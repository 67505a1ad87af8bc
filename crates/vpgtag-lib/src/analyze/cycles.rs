//! Simple-cycle enumeration.
//!
//! Depth-first search from every vertex. A vertex leaves the path once its
//! subtree is explored and may be entered again along another path, so every
//! simple cycle is found, not just one witness per component. Worst-case
//! running time is exponential in the vertex count.

use indexmap::{IndexMap, IndexSet};

use super::graph::{DepGraph, Edge, EdgeId};
use crate::grammar::NodeId;

/// A closed walk `v0 → v1 → ... → v0` without repeated vertices.
///
/// `edges[i]` leaves `vertices[i]`; the last edge returns to `vertices[0]`.
#[derive(Debug, Clone, PartialEq, Eq, Hash)]
pub struct Cycle {
    vertices: Vec<NodeId>,
    edges: Vec<EdgeId>,
}

impl Cycle {
    pub fn vertices(&self) -> &[NodeId] {
        &self.vertices
    }

    pub fn edge_ids(&self) -> &[EdgeId] {
        &self.edges
    }

    pub fn edges<'g>(&self, graph: &'g DepGraph) -> Vec<&'g Edge> {
        self.edges.iter().map(|&id| graph.edge(id)).collect()
    }

    pub fn len(&self) -> usize {
        self.vertices.len()
    }

    pub fn is_empty(&self) -> bool {
        self.vertices.is_empty()
    }
}

pub(crate) struct CycleEnumerator<'g> {
    graph: &'g DepGraph,
    /// Vertex to its position in `path`.
    on_path: IndexMap<NodeId, usize>,
    path: Vec<NodeId>,
    /// `edge_path[i]` connects `path[i]` to `path[i + 1]`.
    edge_path: Vec<EdgeId>,
    cycles: IndexSet<Cycle>,
}

impl<'g> CycleEnumerator<'g> {
    pub(crate) fn enumerate(graph: &'g DepGraph) -> Vec<Cycle> {
        let mut enumerator = Self {
            graph,
            on_path: IndexMap::new(),
            path: Vec::new(),
            edge_path: Vec::new(),
            cycles: IndexSet::new(),
        };

        for vertex in graph.vertices() {
            enumerator.dfs(vertex);
        }

        tracing::debug!(cycles = enumerator.cycles.len(), "enumerated cycles");
        enumerator.cycles.into_iter().collect()
    }

    fn dfs(&mut self, current: NodeId) {
        self.on_path.insert(current, self.path.len());
        self.path.push(current);

        let graph = self.graph;
        for &id in graph.out_edges(current) {
            let target = graph.edge(id).to;
            if let Some(&start) = self.on_path.get(&target) {
                let mut edges = self.edge_path[start..].to_vec();
                edges.push(id);
                self.cycles.insert(Cycle {
                    vertices: self.path[start..].to_vec(),
                    edges,
                });
                continue;
            }

            self.edge_path.push(id);
            self.dfs(target);
            self.edge_path.pop();
        }

        self.path.pop();
        self.on_path.swap_remove(&current);
    }
}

......

• _Your assignment_: All lines above in which the word "IndexMap" occurs should be identified and copied.

• _Response below_:
use indexmap::{IndexMap, IndexSet};
    on_path: IndexMap<NodeId, usize>,
            on_path: IndexMap::new(),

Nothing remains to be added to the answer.